The Swiss experience shows that an antiinflation policy is only as good as the forecasts on which it is built, and they can be shaky.
This is what happened. United States interest rates did not go down, as the Swiss expected. Their working hypothesis foresaw a strengthening of the franc as US rates dropped and money poured back into the Helvetian currency, thereby reducing imported inflation. Switzerland has no raw materials except water, and is more than 70 recent dependent on foreign sources of energy and over 60 percent on food imports. The country's susceptibility to international price rises can be countered only by a revaluating franc.
Domestically, Swiss monetary authorities anticipated a cooling of the economy in 1980. Instead, gross domestic product (GDP) grew at what is, for Swiss conditions, the lively tempo of a real 3 percent.
Armed with these misleading predictions, interest rates were kept low and the money supply developed at an inflationary trot. Only this year did the errors become fully evident. In January, inflation accelerated into a rapid climb.
Quick to admit that it went wrong, the Swiss National Bank is pushing a restrictive money policy with the determined intention of dampening credit demand. Interest rates have risen successively. A deliberate slowdown of the economy is under way. As a result, real GDP growth is put at a probable 2 percent this year, but as restrictive policies take hold, the growth rate is expected to be less than zero in 1982.
The Swiss have a trump card when it comes to fighting inflation.
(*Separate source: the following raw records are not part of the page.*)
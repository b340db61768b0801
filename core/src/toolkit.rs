use std::collections::HashMap;

use chrono::{DateTime, Utc};
use serde::{Deserialize, Serialize};
use sha2::{Digest, Sha256};
use tracing::debug;

use crate::error::{AutomateError, Result};
use crate::migration::{MigrationChangeKind, MigrationMessage, MigrationResult};
use crate::types::Pattern;
use crate::version::{ToolkitVersion, VersionInstruction, next_version};
use crate::Id;

/// Contents of one code template, keyed by the template's id.
#[derive(Debug, Clone, PartialEq, Eq, Serialize, Deserialize)]
#[serde(rename_all = "PascalCase")]
pub struct CodeTemplateFile {
    pub id: Id,
    #[serde(with = "hex_contents")]
    pub contents: Vec<u8>,
    pub last_modified: DateTime<Utc>,
}

impl CodeTemplateFile {
    pub fn new(id: Id, contents: impl Into<Vec<u8>>, last_modified: DateTime<Utc>) -> Self {
        Self {
            id,
            contents: contents.into(),
            last_modified,
        }
    }

    /// Lowercase hex SHA-256 of the contents.
    pub fn digest(&self) -> String {
        hex::encode(Sha256::digest(&self.contents))
    }
}

/// Immutable, versioned snapshot of a pattern and its template contents.
///
/// # Examples
///
/// ```
/// use automate_core::*;
///
/// let mut pattern = Pattern::new("Api");
/// let toolkit = package(&mut pattern, Vec::new(), VersionInstruction::Auto).unwrap();
///
/// assert_eq!(toolkit.version, ToolkitVersion::new(0, 1, 0));
/// assert_eq!(toolkit.id(), pattern.id());
/// assert_eq!(pattern.toolkit_version, toolkit.version);
/// ```
#[derive(Debug, Clone, PartialEq, Eq, Serialize, Deserialize)]
#[serde(rename_all = "PascalCase")]
pub struct ToolkitDefinition {
    pub version: ToolkitVersion,
    pub pattern: Pattern,
    #[serde(default, skip_serializing_if = "Vec::is_empty")]
    pub code_template_files: Vec<CodeTemplateFile>,
}

impl ToolkitDefinition {
    /// The toolkit shares its pattern's id.
    pub fn id(&self) -> &Id {
        self.pattern.id()
    }

    pub fn name(&self) -> &str {
        self.pattern.name()
    }

    pub fn code_template_file(&self, id: &Id) -> Option<&CodeTemplateFile> {
        self.code_template_files.iter().find(|file| file.id == *id)
    }

    /// # Errors
    ///
    /// Returns [`AutomateError::CodeTemplateNotFound`] when no file with the
    /// id was packaged.
    pub fn template_contents(&self, id: &Id) -> Result<&[u8]> {
        self.code_template_file(id)
            .map(|file| file.contents.as_slice())
            .ok_or_else(|| AutomateError::CodeTemplateNotFound(id.clone()))
    }
}

/// Packages the pattern into a new toolkit version.
///
/// The version comes from [`next_version`]; on success the pattern is
/// stamped with it and its pending change log is cleared.
///
/// # Errors
///
/// Fails like [`next_version`]; the pattern is left untouched.
pub fn package(
    pattern: &mut Pattern,
    code_template_files: Vec<CodeTemplateFile>,
    instruction: VersionInstruction,
) -> Result<ToolkitDefinition> {
    let version = next_version(pattern.toolkit_version, pattern.pending_changes(), instruction)?;
    debug!(
        pattern = pattern.name(),
        from = %pattern.toolkit_version,
        to = %version,
        changes = pattern.pending_changes().len(),
        "Packaging toolkit"
    );
    pattern.toolkit_version = version;
    pattern.clear_changes();
    Ok(ToolkitDefinition {
        version,
        pattern: pattern.clone(),
        code_template_files,
    })
}

/// Logs the code template files added, deleted or changed between two
/// toolkits.
///
/// Files with equal modification times are assumed unchanged; otherwise
/// content digests decide.
pub fn diff_templates(
    current: &ToolkitDefinition,
    candidate: &ToolkitDefinition,
    result: &mut MigrationResult,
) {
    let existing: HashMap<&Id, &CodeTemplateFile> = current
        .code_template_files
        .iter()
        .map(|file| (&file.id, file))
        .collect();

    for file in &candidate.code_template_files {
        let label = template_label(candidate, &file.id);
        match existing.get(&file.id) {
            None => result.add(
                MigrationChangeKind::NonBreaking,
                MigrationMessage::CodeTemplateAdded,
                vec![label],
            ),
            Some(old) if old.last_modified == file.last_modified => {}
            Some(old) => {
                if old.digest() != file.digest() {
                    result.add(
                        MigrationChangeKind::NonBreaking,
                        MigrationMessage::CodeTemplateContentChanged,
                        vec![label],
                    );
                }
            }
        }
    }

    for file in &current.code_template_files {
        if candidate.code_template_file(&file.id).is_none() {
            result.add(
                MigrationChangeKind::Breaking,
                MigrationMessage::CodeTemplateDeleted,
                vec![template_label(current, &file.id)],
            );
        }
    }
}

fn template_label(toolkit: &ToolkitDefinition, id: &Id) -> String {
    toolkit
        .pattern
        .find_code_template(id)
        .map(|template| template.name.clone())
        .unwrap_or_else(|| id.to_string())
}

mod hex_contents {
    use serde::{Deserialize, Deserializer, Serializer};

    pub fn serialize<S: Serializer>(bytes: &[u8], serializer: S) -> Result<S::Ok, S::Error> {
        serializer.serialize_str(&hex::encode(bytes))
    }

    pub fn deserialize<'de, D: Deserializer<'de>>(deserializer: D) -> Result<Vec<u8>, D::Error> {
        let text = String::deserialize(deserializer)?;
        hex::decode(text).map_err(serde::de::Error::custom)
    }
}

#[cfg(test)]
mod tests {
    use chrono::TimeZone;

    use crate::{CodeTemplate, VersionChangeKind};

    use super::*;

    fn at(seconds: i64) -> DateTime<Utc> {
        Utc.timestamp_opt(seconds, 0).unwrap()
    }

    fn toolkit_with(files: Vec<CodeTemplateFile>) -> ToolkitDefinition {
        let mut pattern = Pattern::new("Api");
        for file in &files {
            let mut template = CodeTemplate::new("Main", "main.rs");
            template.id = file.id.clone();
            pattern.root.code_templates.push(template);
        }
        ToolkitDefinition {
            version: ToolkitVersion::new(1, 0, 0),
            pattern,
            code_template_files: files,
        }
    }

    #[test]
    fn test_package_bumps_major_on_breaking_change() {
        let mut pattern = Pattern::new("Api");
        pattern.toolkit_version = ToolkitVersion::new(1, 2, 0);
        pattern.record_change(VersionChangeKind::Breaking, "Deleted attribute 'Port'");

        let toolkit = package(&mut pattern, Vec::new(), VersionInstruction::Auto).unwrap();

        assert_eq!(toolkit.version, ToolkitVersion::new(2, 0, 0));
        assert!(pattern.pending_changes().is_empty());
        assert!(toolkit.pattern.pending_changes().is_empty());
    }

    #[test]
    fn test_package_failure_leaves_pattern_untouched() {
        let mut pattern = Pattern::new("Api");
        pattern.toolkit_version = ToolkitVersion::new(1, 0, 0);
        pattern.record_change(VersionChangeKind::NonBreaking, "Added attribute 'Port'");

        let instruction = VersionInstruction::Explicit(ToolkitVersion::new(0, 9, 0));
        assert!(package(&mut pattern, Vec::new(), instruction).is_err());
        assert_eq!(pattern.toolkit_version, ToolkitVersion::new(1, 0, 0));
        assert_eq!(pattern.pending_changes().len(), 1);
    }

    #[test]
    fn test_contents_serialize_as_hex() {
        let file = CodeTemplateFile::new(Id::from("t1"), b"hi".to_vec(), at(0));
        let json = serde_json::to_value(&file).unwrap();
        assert_eq!(json["Contents"], "6869");

        let restored: CodeTemplateFile = serde_json::from_value(json).unwrap();
        assert_eq!(restored, file);
    }

    #[test]
    fn test_diff_templates_classifies_changes() {
        let kept = CodeTemplateFile::new(Id::from("kept"), "same", at(10));
        let touched = CodeTemplateFile::new(Id::from("touched"), "old", at(10));
        let deleted = CodeTemplateFile::new(Id::from("deleted"), "gone", at(10));
        let current = toolkit_with(vec![kept.clone(), touched.clone(), deleted]);

        let mut touched_new = touched.clone();
        touched_new.contents = b"new".to_vec();
        touched_new.last_modified = at(20);
        let added = CodeTemplateFile::new(Id::from("added"), "fresh", at(20));
        let candidate = toolkit_with(vec![kept, touched_new, added]);

        let mut result = MigrationResult::new();
        diff_templates(&current, &candidate, &mut result);

        let messages: Vec<_> = result.changes().iter().map(|c| (c.kind, c.message)).collect();
        assert_eq!(
            messages,
            vec![
                (
                    MigrationChangeKind::NonBreaking,
                    MigrationMessage::CodeTemplateContentChanged
                ),
                (MigrationChangeKind::NonBreaking, MigrationMessage::CodeTemplateAdded),
                (MigrationChangeKind::Breaking, MigrationMessage::CodeTemplateDeleted),
            ]
        );
    }

    #[test]
    fn test_touched_file_with_same_content_is_unchanged() {
        let file = CodeTemplateFile::new(Id::from("t"), "same", at(10));
        let mut touched = file.clone();
        touched.last_modified = at(99);

        let mut result = MigrationResult::new();
        diff_templates(&toolkit_with(vec![file]), &toolkit_with(vec![touched]), &mut result);
        assert!(result.changes().is_empty());
    }
}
The country's traditional shortage of workers makes unemployment a minor worry. At the moment there is 0.2 percent unemployment in Switzerland, and corporations scream that they cannot find enough workers in the dried-out labor market.
Insensitive as it may seem, if things do get serious there is always a cushion of half a million foreign workers.They would be the first to feel the pinch. More than 150,000 jobless workers and their families left the country during the inflation fight of the '70s.
With concern over unemployment pushed into the background, the inflation battle becomes easier. Nevertheless, Leutwiler warns, "an inflation drop is only paid for with a recession."